This graphic by Dhiru Thadani is so good. Many pro-pedestrian groups refer to crosswalk buttons disparagingly as “beg buttons,” and this shows the tables being turned: here pedestrians have the right of way by default and a car driver has to “beg” to move forward. It actually doesn’t look too ridiculous in the setting of urban density, where pedestrian improvements are constantly happening, It would be even funnier if the image was of a car driver in the sprawling suburbs, where change is happening more slowly, if at all.
When it comes to making cities like Atlanta more pedestrian friendly, transit-focused and bikeable, there are plenty of good ideas that can be implemented fairly quickly. All over the US, cities of a similar age as Atlanta, that boomed during the car era, have established patterns for success that we can follow. And with the Atlanta Beltline (among other great urban developments here), Atlanta has the best kind of pattern: examples of good urbanism in our own city that we can use as guidelines for creating better places.
But what about the suburban, car-dominated landscapes — particularly the older ones that have lost their luster — that are no experiencing the same amount of growth? When in comes to smart growth and good urban development, you have a hard time implementing best practices in a place that isn’t growing. In those places, given the lack of new investment to qualify infrastructure expenditures, the car-centric environment stagnates and has little chance for seeing positive change in the short term.
Kaid Benfield has an excellent, in-depth post about this that I highly recommend:
Americans Don’t Walk Much, and I Don’t Blame Them
He includes suburban Cobb County in the discussion, famous for its walkability challenges due to the tragic case of Raquel Nelson.

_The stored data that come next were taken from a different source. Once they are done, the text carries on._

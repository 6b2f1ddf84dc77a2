// Copyright AGNTCY Contributors (https://github.com/agntcy)
// SPDX-License-Identifier: Apache-2.0

use std::net::SocketAddr;

use patron_config::component::Component;
use patron_config::component::configuration::Configuration;
use tokio::net::TcpListener;
use tokio_util::sync::CancellationToken;
use tracing::{debug, error, info, warn};

use crate::config::GatewayConfig;
use crate::errors::GatewayError;
use crate::routes::{self, GatewayState};

/// The HTTP gateway, serving on its own task next to the RPC server.
#[derive(Debug)]
pub struct Gateway {
    config: GatewayConfig,
    local_addr: Option<SocketAddr>,
    cancellation_token: Option<CancellationToken>,
}

impl Gateway {
    pub fn new(config: GatewayConfig) -> Self {
        Self {
            config,
            local_addr: None,
            cancellation_token: None,
        }
    }

    pub fn config(&self) -> &GatewayConfig {
        &self.config
    }

    pub fn local_addr(&self) -> Option<SocketAddr> {
        self.local_addr
    }

    /// Build the backend channel and start serving HTTP. The channel
    /// connects lazily, so an unreachable backend is not an error here.
    pub async fn run(&mut self) -> Result<SocketAddr, GatewayError> {
        if self.cancellation_token.is_some() {
            return Err(GatewayError::AlreadyStarted);
        }

        self.config.validate()?;
        if self.config.backend.tls_setting.insecure {
            warn!("gateway forwards caller credentials to the backend without TLS");
        }

        let channel = self.config.backend.to_channel()?;
        let state = GatewayState::new(channel, self.config.allow_list()?);
        let app = routes::router(state);

        let listener = TcpListener::bind(self.config.socket_addr()?).await?;
        let local_addr = listener.local_addr()?;

        let token = CancellationToken::new();
        let shutdown = token.clone();

        tokio::spawn(async move {
            debug!(%local_addr, "starting gateway main loop");

            let server = axum::serve(listener, app)
                .with_graceful_shutdown(async move { shutdown.cancelled().await });

            match server.await {
                Ok(_) => debug!("gateway shutdown"),
                Err(e) => error!(error = %e, "gateway error"),
            }
        });

        info!(
            %local_addr,
            backend = %self.config.backend.endpoint,
            "gateway listening"
        );

        self.local_addr = Some(local_addr);
        self.cancellation_token = Some(token);
        Ok(local_addr)
    }

    /// Stop accepting requests. In-flight requests are allowed to finish.
    pub fn shutdown(&mut self) -> Result<(), GatewayError> {
        let token = self
            .cancellation_token
            .take()
            .ok_or(GatewayError::NotStarted)?;

        token.cancel();
        info!("gateway stopped");
        Ok(())
    }
}

#[async_trait::async_trait]
impl Component for Gateway {
    type Error = GatewayError;

    fn identifier(&self) -> &str {
        "gateway"
    }

    async fn start(&mut self) -> Result<(), Self::Error> {
        self.run().await.map(|_| ())
    }

    async fn stop(&mut self) -> Result<(), Self::Error> {
        self.shutdown()
    }
}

Benfield points out that great ideas for improving the pedestrian experience and reducing car-dependency in cities, such as raising the price of parking, don’t translate to sprawling suburbs where people like Nelson continue to struggle in a pedestrian-hostile environment:
What the heck can putting a price on downtown parking do for people like Nelson in residential Cobb County or anyone in Woodbridge? Can we have a walkable city where we don’t have a city in the first place?…as the economy allows new businesses and homes to be built in and around the bad stuff, we can gradually make the newer land uses better and more “walk-ready” over time, so that the place can function better for pedestrians when the good stuff reaches critical mass.
Developing better land use in suburban sprawl is a great goal and one that I wholeheartedly support. Ellen Dunham-Jones at Georgia Tech has some excellent thoughts on the matter in her Retrofitting Suburbia book.

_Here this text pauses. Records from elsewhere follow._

// Copyright AGNTCY Contributors (https://github.com/agntcy)
// SPDX-License-Identifier: Apache-2.0

use rustls_pki_types::pem::{self, PemObject};
use rustls_pki_types::{CertificateDer, PrivateKeyDer};
use serde::{Deserialize, Serialize};

pub use super::errors::ConfigError;

#[derive(Debug, Serialize, Deserialize, PartialEq, Clone)]
pub struct Config {
    /// Path to the CA cert.
    #[serde(skip_serializing_if = "Option::is_none")]
    pub ca_file: Option<String>,
    /// In memory PEM encoded CA cert.
    #[serde(skip_serializing_if = "Option::is_none")]
    pub ca_pem: Option<String>,

    /// If true, also trust the system root CA certificates
    #[serde(default = "default_include_system_ca_certs_pool")]
    pub include_system_ca_certs_pool: bool,

    /// Path to the TLS cert.
    #[serde(skip_serializing_if = "Option::is_none")]
    pub cert_file: Option<String>,
    /// In memory PEM encoded TLS cert.
    #[serde(skip_serializing_if = "Option::is_none")]
    pub cert_pem: Option<String>,

    /// Path to the TLS key.
    #[serde(skip_serializing_if = "Option::is_none")]
    pub key_file: Option<String>,
    /// In memory PEM encoded TLS key.
    #[serde(skip_serializing_if = "Option::is_none")]
    pub key_pem: Option<String>,
}

impl Default for Config {
    fn default() -> Config {
        Config {
            ca_file: None,
            ca_pem: None,
            include_system_ca_certs_pool: default_include_system_ca_certs_pool(),
            cert_file: None,
            cert_pem: None,
            key_file: None,
            key_pem: None,
        }
    }
}

fn default_include_system_ca_certs_pool() -> bool {
    true
}

impl Config {
    pub fn with_ca_file(self, ca_file: &str) -> Config {
        Config {
            ca_file: Some(ca_file.to_string()),
            ..self
        }
    }

    pub fn with_ca_pem(self, ca_pem: &str) -> Config {
        Config {
            ca_pem: Some(ca_pem.to_string()),
            ..self
        }
    }

    pub fn with_include_system_ca_certs_pool(self, include_system_ca_certs_pool: bool) -> Config {
        Config {
            include_system_ca_certs_pool,
            ..self
        }
    }

    pub fn with_cert_file(self, cert_file: &str) -> Config {
        Config {
            cert_file: Some(cert_file.to_string()),
            ..self
        }
    }

    pub fn with_cert_pem(self, cert_pem: &str) -> Config {
        Config {
            cert_pem: Some(cert_pem.to_string()),
            ..self
        }
    }

    pub fn with_key_file(self, key_file: &str) -> Config {
        Config {
            key_file: Some(key_file.to_string()),
            ..self
        }
    }

    pub fn with_key_pem(self, key_pem: &str) -> Config {
        Config {
            key_pem: Some(key_pem.to_string()),
            ..self
        }
    }

    /// Load and check the CA bundle, if any.
    pub(crate) fn load_ca(&self) -> Result<Option<Vec<u8>>, ConfigError> {
        let ca = read_source(&self.ca_file, &self.ca_pem, "ca")?;
        if let Some(ca) = &ca {
            validate_certificates(ca)?;
        }

        Ok(ca)
    }

    pub(crate) fn has_cert_or_key(&self) -> bool {
        self.cert_file.is_some()
            || self.cert_pem.is_some()
            || self.key_file.is_some()
            || self.key_pem.is_some()
    }

    /// Load and check the end-entity cert and key, if any.
    pub(crate) fn load_cert_and_key(&self) -> Result<Option<(Vec<u8>, Vec<u8>)>, ConfigError> {
        let cert = read_source(&self.cert_file, &self.cert_pem, "cert")?;
        let key = read_source(&self.key_file, &self.key_pem, "key")?;

        match (cert, key) {
            (Some(cert), Some(key)) => {
                validate_certificates(&cert)?;
                validate_private_key(&key)?;
                Ok(Some((cert, key)))
            }
            (None, None) => Ok(None),
            _ => Err(ConfigError::IncompleteCertAndKey),
        }
    }
}

/// Read PEM bytes from either a file or an inline value.
pub(crate) fn read_source(
    file: &Option<String>,
    pem: &Option<String>,
    what: &'static str,
) -> Result<Option<Vec<u8>>, ConfigError> {
    match (file, pem) {
        (Some(_), Some(_)) => Err(ConfigError::CannotUseBoth(what)),
        (Some(path), None) => std::fs::read(path)
            .map(Some)
            .map_err(|e| ConfigError::InvalidFile(format!("{path}: {e}"))),
        (None, Some(pem)) => Ok(Some(pem.as_bytes().to_vec())),
        (None, None) => Ok(None),
    }
}

pub(crate) fn validate_certificates(pem: &[u8]) -> Result<(), ConfigError> {
    let mut found = false;
    for cert in CertificateDer::pem_slice_iter(pem) {
        cert?;
        found = true;
    }

    if !found {
        return Err(ConfigError::InvalidPem(pem::Error::NoItemsFound));
    }

    Ok(())
}

pub(crate) fn validate_private_key(pem: &[u8]) -> Result<(), ConfigError> {
    PrivateKeyDer::from_pem_slice(pem)?;
    Ok(())
}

But those are long-term goals that will be reached slowly unless there’s a boom of investment in affordable new development in the metro, where good urban places can be built in a new pedestrian-focused context. Could the affordable-housing component in the long-term plans for the Atlanta Beltline, if they come to fruition, serve as a template for the region? Or will the county and city governments of the suburbs end up creating their own bold new plans that help create better places?
Like Benfield, I’m hopeful that positive change in pedestrian mobility will eventually come to Cobb County and other car-centric places in metro Atlanta. But time is a big variable. I can imagine struggling pedestrians hitting a beg button that requests good urbanism, and waiting and waiting.